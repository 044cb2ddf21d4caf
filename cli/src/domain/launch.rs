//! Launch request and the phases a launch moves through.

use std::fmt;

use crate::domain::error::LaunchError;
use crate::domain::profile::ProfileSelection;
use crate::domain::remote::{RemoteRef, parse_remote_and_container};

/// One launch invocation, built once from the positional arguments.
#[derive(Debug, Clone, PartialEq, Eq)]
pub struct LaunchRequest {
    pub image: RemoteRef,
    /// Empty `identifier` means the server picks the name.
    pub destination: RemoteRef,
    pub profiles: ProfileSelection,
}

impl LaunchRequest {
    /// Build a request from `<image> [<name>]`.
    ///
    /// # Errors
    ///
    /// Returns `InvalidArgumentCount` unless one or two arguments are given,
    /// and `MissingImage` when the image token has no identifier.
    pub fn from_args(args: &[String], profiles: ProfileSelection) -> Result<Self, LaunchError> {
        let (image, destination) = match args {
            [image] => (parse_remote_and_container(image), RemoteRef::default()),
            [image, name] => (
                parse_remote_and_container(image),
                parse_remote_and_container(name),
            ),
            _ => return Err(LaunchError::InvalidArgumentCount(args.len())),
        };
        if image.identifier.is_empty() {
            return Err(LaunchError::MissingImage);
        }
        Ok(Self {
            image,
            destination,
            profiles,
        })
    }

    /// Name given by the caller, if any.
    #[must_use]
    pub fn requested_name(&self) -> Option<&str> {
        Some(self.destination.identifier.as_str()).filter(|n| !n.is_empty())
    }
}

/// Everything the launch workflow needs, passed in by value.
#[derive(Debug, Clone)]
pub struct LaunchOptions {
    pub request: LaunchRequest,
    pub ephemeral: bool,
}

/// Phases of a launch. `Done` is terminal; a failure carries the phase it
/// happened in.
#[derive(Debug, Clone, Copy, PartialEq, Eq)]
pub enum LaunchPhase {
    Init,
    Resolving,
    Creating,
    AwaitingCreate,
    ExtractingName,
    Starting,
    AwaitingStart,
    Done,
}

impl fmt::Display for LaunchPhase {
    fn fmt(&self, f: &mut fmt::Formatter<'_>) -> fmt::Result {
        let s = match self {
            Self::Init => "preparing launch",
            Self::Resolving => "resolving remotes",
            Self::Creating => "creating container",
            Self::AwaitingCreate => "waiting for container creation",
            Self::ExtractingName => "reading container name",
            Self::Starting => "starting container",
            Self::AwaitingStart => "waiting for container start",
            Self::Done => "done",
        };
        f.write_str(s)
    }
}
##########
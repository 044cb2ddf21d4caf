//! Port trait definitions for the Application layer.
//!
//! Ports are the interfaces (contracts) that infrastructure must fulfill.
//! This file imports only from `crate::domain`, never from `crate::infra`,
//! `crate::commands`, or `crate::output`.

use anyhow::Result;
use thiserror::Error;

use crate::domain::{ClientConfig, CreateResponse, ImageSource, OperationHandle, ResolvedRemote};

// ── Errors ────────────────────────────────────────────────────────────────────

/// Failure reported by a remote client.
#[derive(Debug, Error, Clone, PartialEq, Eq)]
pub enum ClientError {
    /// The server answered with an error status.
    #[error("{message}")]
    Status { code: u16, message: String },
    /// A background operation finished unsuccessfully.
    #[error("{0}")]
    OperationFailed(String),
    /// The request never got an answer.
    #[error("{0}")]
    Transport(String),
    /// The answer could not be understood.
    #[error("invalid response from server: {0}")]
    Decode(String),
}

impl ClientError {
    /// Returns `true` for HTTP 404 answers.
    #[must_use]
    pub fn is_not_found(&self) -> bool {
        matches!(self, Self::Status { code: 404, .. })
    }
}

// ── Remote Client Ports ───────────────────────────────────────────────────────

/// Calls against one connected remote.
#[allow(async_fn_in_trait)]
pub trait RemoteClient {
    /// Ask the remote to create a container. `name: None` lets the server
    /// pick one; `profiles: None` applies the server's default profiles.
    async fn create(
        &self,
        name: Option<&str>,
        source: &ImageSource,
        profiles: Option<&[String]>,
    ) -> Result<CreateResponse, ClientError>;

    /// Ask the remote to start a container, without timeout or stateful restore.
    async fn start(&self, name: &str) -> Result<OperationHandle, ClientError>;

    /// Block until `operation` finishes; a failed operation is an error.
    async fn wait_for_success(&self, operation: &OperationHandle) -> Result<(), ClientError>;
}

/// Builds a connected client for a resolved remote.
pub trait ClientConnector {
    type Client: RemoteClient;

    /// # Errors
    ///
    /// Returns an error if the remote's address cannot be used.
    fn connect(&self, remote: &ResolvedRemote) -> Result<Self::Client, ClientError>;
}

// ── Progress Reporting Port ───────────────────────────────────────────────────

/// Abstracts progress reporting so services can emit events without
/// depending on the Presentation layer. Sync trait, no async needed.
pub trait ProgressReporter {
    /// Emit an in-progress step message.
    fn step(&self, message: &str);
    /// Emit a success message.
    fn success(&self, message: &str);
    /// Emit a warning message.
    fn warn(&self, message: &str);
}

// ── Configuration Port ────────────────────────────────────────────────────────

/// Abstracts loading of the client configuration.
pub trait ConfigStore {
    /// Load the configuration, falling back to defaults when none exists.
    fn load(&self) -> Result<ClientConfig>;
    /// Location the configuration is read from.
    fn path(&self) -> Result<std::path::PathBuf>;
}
##########
Return every line of the preceding records in which the word "without" appears.

# EXERCISE RESULT
    /// Ask the remote to start a container, without timeout or stateful restore.
/// Abstracts progress reporting so services can emit events without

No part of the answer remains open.